## Problem details
With both ends included, repeat exactly the lines of the entries below from the one containing "filename src/infrastructure/messaging/memory_channel.rs" down to the one containing "not redeliver unacked", and no others.

## Data

-------------------------

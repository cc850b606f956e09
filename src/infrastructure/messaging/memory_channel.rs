use std::collections::{HashMap, VecDeque};
use std::sync::{Arc, Mutex};
use std::time::Instant;

use async_trait::async_trait;
use tokio::sync::mpsc;

use crate::application::ports::{Acker, ChannelError, Delivery, MessageChannel, QueueSpec};

/// In-process topic router implementing the message channel contract:
/// topic bindings, per-queue TTL, max-length eviction, and dead-lettering
/// on reject. The `durable` flag is a no-op here — all state dies with the
/// process, which is exactly the single-process/dev deployment this
/// binding is for. Multi-process deployments bind a real broker instead.
///
/// Unlike a durable broker, this binding does not redeliver unacked
/// messages: a delivery leaves the buffer when sent, and ack is a no-op.
/// A consumer that dies holding an unacked delivery loses it. Recovery of
/// in-flight messages across crashes is a durable-binding property only.
pub struct InMemoryChannel {
    state: Arc<Mutex<ChannelState>>,
    events: mpsc::UnboundedSender<AckEvent>,
}

#[derive(Default)]
struct ChannelState {
    queues: HashMap<String, QueueState>,
}

struct QueueState {
    spec: QueueSpec,
    buffer: VecDeque<Stored>,
    consumers: Vec<mpsc::UnboundedSender<Delivery>>,
    next_consumer: usize,
}

#[derive(Debug, Clone)]
struct Stored {
    routing_key: String,
    payload: Vec<u8>,
    enqueued_at: Instant,
    redelivered: bool,
}

#[derive(Debug)]
enum AckEvent {
    Ack,
    Reject {
        queue: String,
        message: Stored,
        requeue: bool,
    },
}

impl InMemoryChannel {
    pub fn new() -> Arc<Self> {
        let (tx, mut rx) = mpsc::unbounded_channel();
        let channel = Arc::new(Self {
            state: Arc::new(Mutex::new(ChannelState::default())),
            events: tx,
        });

        // Background task resolving rejects: requeue at the front, or
        // redirect to the queue's dead-letter target.
        let state = Arc::clone(&channel.state);
        let events = channel.events.clone();
        tokio::spawn(async move {
            while let Some(event) = rx.recv().await {
                match event {
                    AckEvent::Ack => {}
                    AckEvent::Reject {
                        queue,
                        mut message,
                        requeue,
                    } => {
                        let mut guard = state.lock().expect("channel state poisoned");
                        if requeue {
                            message.redelivered = true;
                            if let Some(q) = guard.queues.get_mut(&queue) {
                                q.buffer.push_front(message);
                            }
                            deliver_ready(&mut guard, &queue, &events);
                        } else {
                            let target = guard
                                .queues
                                .get(&queue)
                                .and_then(|q| q.spec.dead_letter.clone());
                            match target {
                                Some(dl) => {
                                    route(&mut guard, &dl.routing_key, message.payload, &events)
                                }
                                None => tracing::warn!(
                                    queue,
                                    routing_key = message.routing_key,
                                    "Rejected message dropped: queue has no dead-letter target"
                                ),
                            }
                        }
                    }
                }
            }
        });

        channel
    }
}

#[async_trait]
impl MessageChannel for InMemoryChannel {
    async fn declare_queue(&self, spec: &QueueSpec) -> Result<(), ChannelError> {
        let mut guard = self.state.lock().expect("channel state poisoned");
        // Redeclaration keeps buffered messages and consumers.
        guard
            .queues
            .entry(spec.name.clone())
            .and_modify(|q| q.spec = spec.clone())
            .or_insert_with(|| QueueState {
                spec: spec.clone(),
                buffer: VecDeque::new(),
                consumers: Vec::new(),
                next_consumer: 0,
            });
        Ok(())
    }

    async fn publish(&self, routing_key: &str, payload: Vec<u8>) -> Result<(), ChannelError> {
        let mut guard = self.state.lock().expect("channel state poisoned");
        route(&mut guard, routing_key, payload, &self.events);
        Ok(())
    }

    async fn consume(&self, queue: &str) -> Result<mpsc::UnboundedReceiver<Delivery>, ChannelError> {
        let (tx, rx) = mpsc::unbounded_channel();
        let mut guard = self.state.lock().expect("channel state poisoned");
        let q = guard
            .queues
            .get_mut(queue)
            .ok_or_else(|| ChannelError::UnknownQueue(queue.to_string()))?;
        q.consumers.push(tx);
        deliver_ready(&mut guard, queue, &self.events);
        Ok(rx)
    }
}

/// Exact match, or a binding ending in `.*` matching by prefix.
fn binding_matches(binding: &str, routing_key: &str) -> bool {
    if let Some(prefix) = binding.strip_suffix(".*") {
        routing_key
            .strip_prefix(prefix)
            .is_some_and(|rest| rest.starts_with('.'))
    } else {
        binding == routing_key
    }
}

fn route(
    state: &mut ChannelState,
    routing_key: &str,
    payload: Vec<u8>,
    events: &mpsc::UnboundedSender<AckEvent>,
) {
    let targets: Vec<String> = state
        .queues
        .iter()
        .filter(|(_, q)| {
            q.spec
                .bindings
                .iter()
                .any(|b| binding_matches(b, routing_key))
        })
        .map(|(name, _)| name.clone())
        .collect();

    if targets.is_empty() {
        tracing::debug!(routing_key, "Message matched no queue binding");
        return;
    }

    for name in targets {
        let evicted = {
            let q = state.queues.get_mut(&name).expect("queue vanished");
            q.buffer.push_back(Stored {
                routing_key: routing_key.to_string(),
                payload: payload.clone(),
                enqueued_at: Instant::now(),
                redelivered: false,
            });
            // Oldest-first eviction beyond the length bound.
            match q.spec.max_length {
                Some(max) if q.buffer.len() > max => q.buffer.pop_front(),
                _ => None,
            }
        };

        if let Some(old) = evicted {
            dead_letter_or_drop(state, &name, old, events, "evicted past max-length");
        }
        deliver_ready(state, &name, events);
    }
}

fn dead_letter_or_drop(
    state: &mut ChannelState,
    queue: &str,
    message: Stored,
    events: &mpsc::UnboundedSender<AckEvent>,
    why: &str,
) {
    let target = state
        .queues
        .get(queue)
        .and_then(|q| q.spec.dead_letter.clone());
    match target {
        Some(dl) => route(state, &dl.routing_key, message.payload, events),
        None => tracing::debug!(queue, why, "Message dropped"),
    }
}

/// Drains ready messages to consumers, round-robin, honoring TTL.
fn deliver_ready(state: &mut ChannelState, queue: &str, events: &mpsc::UnboundedSender<AckEvent>) {
    loop {
        let (message, expired) = {
            let q = match state.queues.get_mut(queue) {
                Some(q) => q,
                None => return,
            };
            if q.consumers.is_empty() {
                return;
            }
            let Some(message) = q.buffer.pop_front() else {
                return;
            };
            let expired = q
                .spec
                .message_ttl
                .is_some_and(|ttl| message.enqueued_at.elapsed() > ttl);
            (message, expired)
        };

        if expired {
            dead_letter_or_drop(state, queue, message, events, "expired past TTL");
            continue;
        }

        let q = state.queues.get_mut(queue).expect("queue vanished");
        let mut dispatched = false;
        while !q.consumers.is_empty() {
            let idx = q.next_consumer % q.consumers.len();
            let delivery = Delivery::new(
                message.routing_key.clone(),
                message.payload.clone(),
                message.redelivered,
                Box::new(MemoryAcker {
                    queue: queue.to_string(),
                    message: message.clone(),
                    events: events.clone(),
                }),
            );
            match q.consumers[idx].send(delivery) {
                Ok(()) => {
                    q.next_consumer = idx + 1;
                    dispatched = true;
                    break;
                }
                Err(_) => {
                    // Consumer went away; forget it and try the next one.
                    q.consumers.remove(idx);
                }
            }
        }

        if !dispatched {
            q.buffer.push_front(message);
            return;
        }
    }
}

#[derive(Debug)]
struct MemoryAcker {
    queue: String,
    message: Stored,
    events: mpsc::UnboundedSender<AckEvent>,
}

#[async_trait]
impl Acker for MemoryAcker {
    async fn ack(&self) -> Result<(), ChannelError> {
        self.events
            .send(AckEvent::Ack)
            .map_err(|_| ChannelError::Closed)
    }

    async fn reject(&self, requeue: bool) -> Result<(), ChannelError> {
        self.events
            .send(AckEvent::Reject {
                queue: self.queue.clone(),
                message: self.message.clone(),
                requeue,
            })
            .map_err(|_| ChannelError::Closed)
    }
}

-------------------------

## Output for this task
filename src/infrastructure/messaging/memory_channel.rs
use std::collections::{HashMap, VecDeque};
use std::sync::{Arc, Mutex};
use std::time::Instant;

use async_trait::async_trait;
use tokio::sync::mpsc;

use crate::application::ports::{Acker, ChannelError, Delivery, MessageChannel, QueueSpec};

/// In-process topic router implementing the message channel contract:
/// topic bindings, per-queue TTL, max-length eviction, and dead-lettering
/// on reject. The `durable` flag is a no-op here — all state dies with the
/// process, which is exactly the single-process/dev deployment this
/// binding is for. Multi-process deployments bind a real broker instead.
///
/// Unlike a durable broker, this binding does not redeliver unacked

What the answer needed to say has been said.